Der Laute Gast – Die Lautheit An Sich

Die Stereo Anlage, die ihr euch für das Hören des vorliegenden Albums aussucht, sollte die Möglichkeit aufweisen, bis zu einer gewissen Lautstärke optimalen Sound zu liefern. Bereits das Intro markiert beat-technisch ein Potential, das dazu einlädt, die Türen zu schliessen und den/die Regler in Richtung Anschlag zu fahren. Los geht es auf einen innovativen Rap-Ausflug mit dem Lauten aka Baxter sowie DJ Quendolin Fender (Beat + DJ), Herb Da Herb (Beat + DJ), Bee Boleta (Beat) und Crowd (Beat).

Nach dem ersten Song, auf dem der Protagonist das Maß der Lautheit um- und mit Beispielen be-schreibt, nimmt dieser sich textlich ordentlich auf die Schippe und erzeugt ein Schmunzeln mit Sätzen wie “Ich kann nichts, aber genauso des schreib ich hin.”
Der Zug nimmt ordentlich Fahrt auf und “beruhigt” sich erst wieder, wenn  Der Laute Gast Besuch bekommt. Dieser ist niemand geringerer als Flowin Immo und lädt zum Kopfnicken ein. Später werden noch Zeitgenossen wie Pitvalid (Mala Hierba) und Philo Philta hinzustoßen und nicht weniger überzeugen.
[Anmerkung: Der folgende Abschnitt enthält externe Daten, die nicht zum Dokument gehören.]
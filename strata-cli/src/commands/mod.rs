//! CLI command implementations

pub mod backup;
pub mod list;
pub mod maintenance;
pub mod migrate;
pub mod restore;
pub mod status;

use anyhow::{Context, Result};
use strata_worker::bootstrap::{connect_services, Runtime};
use strata_worker::config::{mask_password, Settings};

/// Load the worker configuration, with `database_url` taking precedence
/// over the environment
pub fn settings(database_url: &str) -> Result<Settings> {
    Settings::from_lookup(|key| match key {
        "DATABASE_URL" => Some(database_url.to_string()),
        other => std::env::var(other).ok(),
    })
}

/// Connect every adapter the way the worker does and assemble the pipeline
pub async fn runtime(database_url: &str) -> Result<Runtime> {
    let settings = settings(database_url)?;
    tracing::debug!(database_url = %mask_password(&settings.database_url), "Connecting");
    let services = connect_services(&settings)
        .await
        .context("Failed to connect services")?;
    Ok(Runtime::assemble(services, &settings.runtime))
}

/// Parse a record id given on the command line
pub fn parse_id(id: &str) -> Result<uuid::Uuid> {
    uuid::Uuid::parse_str(id).with_context(|| format!("Invalid id: {}", id))
}

#[cfg(test)]
mod tests {
    use super::*;

    #[test]
    fn test_parse_id() {
        let id = uuid::Uuid::new_v4();
        assert_eq!(parse_id(&id.to_string()).unwrap(), id);
        assert!(parse_id("latest").is_err());
    }
}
Das Soundbild auf “Die Lautheit An Sich” schließt an das Vorgänger-Album “Der Gipfel Der Sinnfreiheit” an und mischt elektronische Elemente auf knallharte, ja fast rohe, Drums.

Und diese Manier, das meint Humor vermischt mit viel Alltag und Kopfnickkommando neben Staccato-Beat-Bildern hinterlässt auch dieses Album ein positives Bild des/der Lauten.